At my work we had no impact, even though several of our dependencies were affected, largely because we avoid sdists, cache built sdists, and use docker layers to cache all dependencies. I appreciate though this is not free, but if the cost of failing CI is high enough, it's probably worth it.

Again, I truly appreciate the work that goes into this project. But as a community, we need to address how this was handled so it doesn’t happen again—especially the way concerns were dismissed after the fact.

As part of the community are you going to organize, or provide, funding or resources to the setuptools maintainers to address these urgent requests and reviews? You haven’t clarified on that, and if not, what expectations do you have for volunteers to work on these urgent requests you've asked for?

Maybe I'm misguided here and setuptools maintainers are happy to work on your urgent requests out of their own time, but when I request others do work for me urgently I come with a proposal on how to fund it.

Mar 25 '25 20:03 notatallshaw

As part of the community are you going to organize, or provide, funding or resources to the setuptools maintainers to address these urgent requests and reviews? You haven’t clarified on that, and if not, what expectations do you have for volunteers to work on these urgent requests you've asked for?

I did touch on this earlier, but to clarify: yes, I understand that maintainers are volunteers, and I deeply appreciate the work that goes into sustaining this project. I’m advocating for stronger processes around high-impact changes—especially when those changes break downstream projects, including setuptools’ own tests, as seen in PR #4909. Based on this, it seems like some of these processes are already in place so no extra work needed, but they were missed in this case. To move forward, we need to be honest about what happened so we can learn from it and make sure it doesn’t happen again.

This isn’t about blaming individuals or holding volunteer maintainers to unrealistic standards. It’s about recognizing that critical infrastructure needs extra care, and that trust depends on how change is introduced and communicated.

If resources are a blocker to improving those processes, I’d be happy to help facilitate that conversation. But we can’t just ignore the problem.

Mar 25 '25 20:03 ianballard

Maybe I can clarify a little bit by saying what kind of governance changes I would like to see. I opened a new issue with a specific change I would like made about the deprecation in question.

Can we get some open and honest discussion of that issue?

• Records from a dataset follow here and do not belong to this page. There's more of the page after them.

//! Activity scores for the branching heuristics, with phase saving.
//!
//! The heap is keyed by literal index for VSIDS and by variable for MiniSat, and holds only unassigned keys --- assignment removes a key, backtracking restores it with whatever score it has accumulated.
//! The ORDERED decider keeps no heap at all.
//!
//! Scores grow rather than decay: the bump applied on each learnt clause increases over time, which has the same effect as decaying every score.
//! When any score would pass the cap, every score and the bump are rescaled.

use crate::{
    config::{defaults, Activity, Config, Decider},
    db::trail::Trail,
    generic::index_heap::IndexHeap,
    structures::{literal::Literal, variable::Variable},
};

pub struct ActivityDB {
    decider: Decider,
    heap: IndexHeap<Activity>,
    phase: Vec<bool>,
    bump: Activity,
    bump_step: Activity,
    decay: Activity,
    score_cap: Activity,
    score_rescale: Activity,
    variable_count: usize,
}

impl ActivityDB {
    pub fn from_config(config: &Config, variable_count: usize) -> Self {
        let keys = match config.decider {
            Decider::Ordered => 0,
            Decider::Vsids => 2 * variable_count + 1,
            Decider::MiniSat => variable_count + 1,
        };

        ActivityDB {
            decider: config.decider,
            heap: IndexHeap::with_capacity(keys),
            phase: vec![false; variable_count + 1],
            bump: 1.0,
            bump_step: config.vsids_bump_step,
            decay: config.minisat_decay,
            score_cap: config.score_cap,
            score_rescale: config.score_rescale,
            variable_count,
        }
    }

    /// Notes an occurrence of the literal in a stored clause, seeding its initial score.
    pub fn note_occurrence(&mut self, literal: Literal) {
        let key = match self.decider {
            Decider::Ordered => return,
            Decider::Vsids => literal.index(self.variable_count),
            Decider::MiniSat => literal.variable() as usize,
        };
        let seeded = self.heap.value_of(key) + defaults::OCCURRENCE_SCORE;
        self.heap.revalue(key, seeded);
    }

    /// Places every key of an unassigned variable on the heap.
    /// Called once, after the formula has been read and unit clauses settled.
    pub fn build_queue(&mut self, trail: &Trail) {
        match self.decider {
            Decider::Ordered => {}
            Decider::Vsids => {
                for variable in 1..=self.variable_count {
                    if !trail.is_assigned(variable as Variable) {
                        self.heap.activate(variable);
                        self.heap.activate(variable + self.variable_count);
                    }
                }
            }
            Decider::MiniSat => {
                for variable in 1..=self.variable_count {
                    if !trail.is_assigned(variable as Variable) {
                        self.heap.activate(variable);
                    }
                }
            }
        }
    }

    /// Removes the keys of a freshly assigned variable from the heap, and saves its phase.
    pub fn note_assignment(&mut self, variable: Variable, value: bool) {
        match self.decider {
            Decider::Ordered => {}
            Decider::Vsids => {
                self.heap.remove(variable as usize);
                self.heap.remove(variable as usize + self.variable_count);
            }
            Decider::MiniSat => {
                self.heap.remove(variable as usize);
                self.phase[variable as usize] = value;
            }
        }
    }

    /// Restores the keys of an unassigned variable to the heap with their current scores.
    pub fn note_unassignment(&mut self, variable: Variable) {
        match self.decider {
            Decider::Ordered => {}
            Decider::Vsids => {
                self.heap.activate(variable as usize);
                self.heap.activate(variable as usize + self.variable_count);
            }
            Decider::MiniSat => {
                self.heap.activate(variable as usize);
            }
        }
    }

    /// Bumps every literal of a learnt clause, then advances the bump.
    pub fn bump_clause(&mut self, clause: &[Literal]) {
        match self.decider {
            Decider::Ordered => {}
            Decider::Vsids => {
                for literal in clause {
                    self.bump_key(literal.index(self.variable_count));
                }
                self.bump += self.bump_step;
            }
            Decider::MiniSat => {
                for literal in clause {
                    self.bump_key(literal.variable() as usize);
                }
                self.bump /= self.decay;
            }
        }
    }

    /// Chooses the next decision, skipping any stale heap entries for assigned variables.
    pub fn pick(&mut self, trail: &Trail) -> Option<(Variable, bool)> {
        match self.decider {
            Decider::Ordered => (1..=self.variable_count as Variable)
                .find(|variable| !trail.is_assigned(*variable))
                .map(|variable| (variable, true)),

            Decider::Vsids => {
                while let Some(key) = self.heap.pop_max() {
                    let (variable, polarity) = match key <= self.variable_count {
                        true => (key as Variable, true),
                        false => ((key - self.variable_count) as Variable, false),
                    };
                    if trail.is_assigned(variable) {
                        continue;
                    }
                    // The sibling literal must go too, or the variable could be chosen twice.
                    let sibling = match polarity {
                        true => variable as usize + self.variable_count,
                        false => variable as usize,
                    };
                    self.heap.remove(sibling);
                    return Some((variable, polarity));
                }
                None
            }

            Decider::MiniSat => {
                while let Some(key) = self.heap.pop_max() {
                    let variable = key as Variable;
                    if trail.is_assigned(variable) {
                        continue;
                    }
                    return Some((variable, self.phase[key]));
                }
                None
            }
        }
    }
}

impl ActivityDB {
    fn bump_key(&mut self, key: usize) {
        if self.heap.value_of(key) + self.bump > self.score_cap {
            self.rescale();
        }
        let bumped = self.heap.value_of(key) + self.bump;
        self.heap.revalue(key, bumped);
    }

    fn rescale(&mut self) {
        let factor = self.score_rescale;
        self.heap.apply_to_all(|value| value * factor);
        self.heap.reheap();
        self.bump *= factor;
    }
}
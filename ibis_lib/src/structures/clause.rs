//! A clause, stored as a sequence of literals.
//!
//! Clauses in the database never contain duplicate literals, and never contain a literal together with its negation.

use crate::structures::literal::Literal;

pub type Clause = Vec<Literal>;

/// The clause as a DIMACS line, without the terminating zero.
pub fn dimacs_form(clause: &[Literal]) -> String {
    clause
        .iter()
        .map(|literal| literal.to_string())
        .collect::<Vec<_>>()
        .join(" ")
}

Mar 25 '25 21:03 jamesliu4c

Setuptools is a foundational project with deep, transitive integration across the Python ecosystem. The concern raised is not about the technical direction of the project, but about process, governance, and the way this specific breaking change was introduced:

Sure, let's talk about that.

No migration tooling or opt-out path was provided.

It's hard to imagine "migration tooling" for the task of replacing a hyphen with an underscore in setup.cfg. Maybe there's a generic config-file normalizer out there.

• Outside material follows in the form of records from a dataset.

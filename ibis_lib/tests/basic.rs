use ibis_lib::{
    config::Config,
    context::{Context, Report},
};

fn context_over(dimacs: &str, config: Config) -> Context {
    let mut the_context = Context::from_config(config);
    the_context
        .read_dimacs(std::io::Cursor::new(dimacs))
        .expect("a well formed formula");
    the_context
}

mod basic {
    use super::*;

    #[test]
    fn one_literal() {
        let mut the_context = context_over("p cnf 1 1\n1 0\n", Config::default());
        assert_eq!(the_context.solve(), Ok(Report::Satisfiable));
        assert_eq!(the_context.value_of(1), Some(true));
    }

    #[test]
    fn contradictory_units() {
        let mut the_context = context_over("p cnf 1 2\n1 0\n-1 0\n", Config::default());
        assert_eq!(the_context.solve(), Ok(Report::Unsatisfiable));
    }

    #[test]
    fn three_variables_satisfiable() {
        let dimacs = "p cnf 3 3\n1 2 0\n-1 3 0\n-2 -3 0\n";
        let mut the_context = context_over(dimacs, Config::default());
        assert_eq!(the_context.solve(), Ok(Report::Satisfiable));

        let value = |v| the_context.value_of(v).expect("a total assignment");
        assert!(value(1) || value(2));
        assert!(!value(1) || value(3));
        assert!(!value(2) || !value(3));
    }

    #[test]
    fn duplicate_literals_collapse() {
        let the_context = context_over("p cnf 2 1\n1 2 2 1 0\n", Config::default());
        assert_eq!(the_context.clause_db.stored_count(), 1);
        assert_eq!(the_context.clause_db.clause(0).len(), 2);
    }

    #[test]
    fn tautologies_are_dropped() {
        let mut the_context = context_over("p cnf 2 1\n1 2 -1 0\n", Config::default());
        assert_eq!(the_context.clause_db.stored_count(), 0);
        assert_eq!(the_context.solve(), Ok(Report::Satisfiable));
    }

    #[test]
    fn no_clauses_still_assigns_everything() {
        let mut the_context = context_over("p cnf 3 0\n", Config::default());
        assert_eq!(the_context.solve(), Ok(Report::Satisfiable));
        for variable in 1..=3 {
            assert!(the_context.value_of(variable).is_some());
        }
    }

    #[test]
    fn unsatisfiable_by_propagation_alone() {
        // The unit settles 1, and the remaining clauses conflict at level zero.
        let dimacs = "p cnf 2 3\n1 0\n-1 2 0\n-1 -2 0\n";
        let mut the_context = context_over(dimacs, Config::default());
        assert_eq!(the_context.solve(), Ok(Report::Unsatisfiable));
        assert_eq!(the_context.counters.decisions, 0);
    }

    #[test]
    fn comments_and_terminator_are_ignored() {
        let dimacs = "c a comment\np cnf 2 1\nc another\n1 -2 0\n%\n0\n";
        let mut the_context = context_over(dimacs, Config::default());
        assert_eq!(the_context.solve(), Ok(Report::Satisfiable));
    }

    #[test]
    fn clauses_may_span_lines() {
        let dimacs = "p cnf 3 1\n1\n2\n3 0\n";
        let the_context = context_over(dimacs, Config::default());
        assert_eq!(the_context.clause_db.stored_count(), 1);
        assert_eq!(the_context.clause_db.clause(0).len(), 3);
    }

    #[test]
    fn literal_out_of_bounds_is_an_error() {
        let mut the_context = Context::from_config(Config::default());
        let result = the_context.read_dimacs(std::io::Cursor::new("p cnf 2 1\n1 3 0\n"));
        assert!(result.is_err());
    }
}
//! A max-heap over a fixed range of keys, with a companion vector tracking the position of each key in the heap.
//!
//! Every key owns a value for the whole life of the heap, whether or not the key is currently on the heap.
//! So, a key may be removed when it becomes uninteresting and later activated again with whatever value it has accumulated in the meantime.
//!
//! The position vector is updated on every swap, push, and pop, and supports:
//! - Removal of an arbitrary key by swapping with the last element and repairing at the swap position.
//! - Revaluing a key, with a repair if the key is on the heap.

use std::cmp::Ordering;

#[derive(Debug)]
pub struct IndexHeap<V> {
    values: Vec<V>,
    heap: Vec<usize>,
    position: Vec<Option<usize>>,
}

impl<V: Copy + PartialOrd + Default> IndexHeap<V> {
    /// A heap over keys [0, keys), every key off the heap with a default value.
    pub fn with_capacity(keys: usize) -> Self {
        Self {
            values: vec![V::default(); keys],
            heap: Vec::with_capacity(keys),
            position: vec![None; keys],
        }
    }

    pub fn value_of(&self, key: usize) -> V {
        self.values[key]
    }

    /// Sets the value of a key, repairing the heap if the key is active.
    pub fn revalue(&mut self, key: usize, value: V) {
        self.values[key] = value;
        if let Some(index) = self.position[key] {
            let index = self.sift_up(index);
            self.sift_down(index);
        }
    }

    /// Places a key on the heap with its stored value.
    /// Returns false if the key was already on the heap.
    pub fn activate(&mut self, key: usize) -> bool {
        match self.position[key] {
            Some(_) => false,
            None => {
                self.heap.push(key);
                self.position[key] = Some(self.heap.len() - 1);
                self.sift_up(self.heap.len() - 1);
                true
            }
        }
    }

    /// Takes a key off the heap, keeping its value.
    /// Returns false if the key was not on the heap.
    pub fn remove(&mut self, key: usize) -> bool {
        let Some(index) = self.position[key] else {
            return false;
        };

        let last = self.heap.len() - 1;
        if index == last {
            self.heap.pop();
        } else {
            self.heap.swap(index, last);
            self.position[self.heap[index]] = Some(index);
            self.heap.pop();
            let index = self.sift_up(index);
            self.sift_down(index);
        }
        self.position[key] = None;
        true
    }

    pub fn peek_max(&self) -> Option<usize> {
        self.heap.first().copied()
    }

    pub fn pop_max(&mut self) -> Option<usize> {
        let key = self.peek_max()?;
        self.remove(key);
        Some(key)
    }

    pub fn apply_to_all(&mut self, f: impl Fn(&V) -> V) {
        for value in &mut self.values {
            *value = f(value)
        }
    }

    /// Restores the heap property after values have changed wholesale.
    pub fn reheap(&mut self) {
        for index in (0..self.heap.len() / 2).rev() {
            self.sift_down(index);
        }
    }

    pub fn active_count(&self) -> usize {
        self.heap.len()
    }

    pub fn is_empty(&self) -> bool {
        self.heap.is_empty()
    }
}

impl<V: Copy + PartialOrd + Default> IndexHeap<V> {
    fn swap_positions(&mut self, a: usize, b: usize) {
        self.position[self.heap[a]] = Some(b);
        self.position[self.heap[b]] = Some(a);
        self.heap.swap(a, b);
    }

    fn sift_up(&mut self, mut index: usize) -> usize {
        while index != 0 {
            let parent = (index - 1) / 2;
            match self.values[self.heap[index]].partial_cmp(&self.values[self.heap[parent]]) {
                Some(Ordering::Greater) => {
                    self.swap_positions(index, parent);
                    index = parent;
                }
                _ => break,
            }
        }
        index
    }

    fn sift_down(&mut self, mut index: usize) -> usize {
        loop {
            let left = (2 * index) + 1;
            if left >= self.heap.len() {
                break;
            }
            let mut largest = index;
            if let Some(Ordering::Greater) =
                self.values[self.heap[left]].partial_cmp(&self.values[self.heap[largest]])
            {
                largest = left;
            }
            let right = left + 1;
            if right < self.heap.len() {
                if let Some(Ordering::Greater) =
                    self.values[self.heap[right]].partial_cmp(&self.values[self.heap[largest]])
                {
                    largest = right;
                }
            }
            if largest == index {
                break;
            }
            self.swap_positions(index, largest);
            index = largest;
        }
        index
    }
}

An "opt-out path" was indeed provided: not using a new major version of Setuptools. That's why Setuptools follows semver: to advertise breaking changes.

Without the ability to make breaking changes, there is no hope of ever cleaning up legacy cruft in projects. I would wager that for the overwhelming majority of projects using Setuptools, only a small fraction of Setuptools code paths are relevant, or ought to be relevant. Setuptools is freshly downloaded ~20 million times a day for all these isolated build environments (it seems like local caches aren't doing their job a lot of the time, which is a separate issue) so being able to cut down the wheel size would save quite a bit of resources. Removing unnecessary code also tends to speed up Python projects, because importing it also has a cost. (If you don't believe me, try timing how much overhead the --python option causes in Pip, versus a direct subprocess invocation of a new Python process.)

Many users struggled to fix broken builds because their transitive dependencies didn't specify a Setuptools version cap and they either couldn't restrict the Setuptools version their tools used for isolated build environments, didn't know how to set up a non-isolated build environment, etc. It's hard to say that this is Setuptools' fault.

But that's for users who actually have to build those packages locally. And, as @notatallshaw pointed out, at least part of that problem is caused by package maintainers not pre-building trivial projects (e.g. ones that are completely in Python aside from dependencies) when they should. Which would also flag the issue for those maintainers. (They're the ones the deprecation notices are intended for in the first place!)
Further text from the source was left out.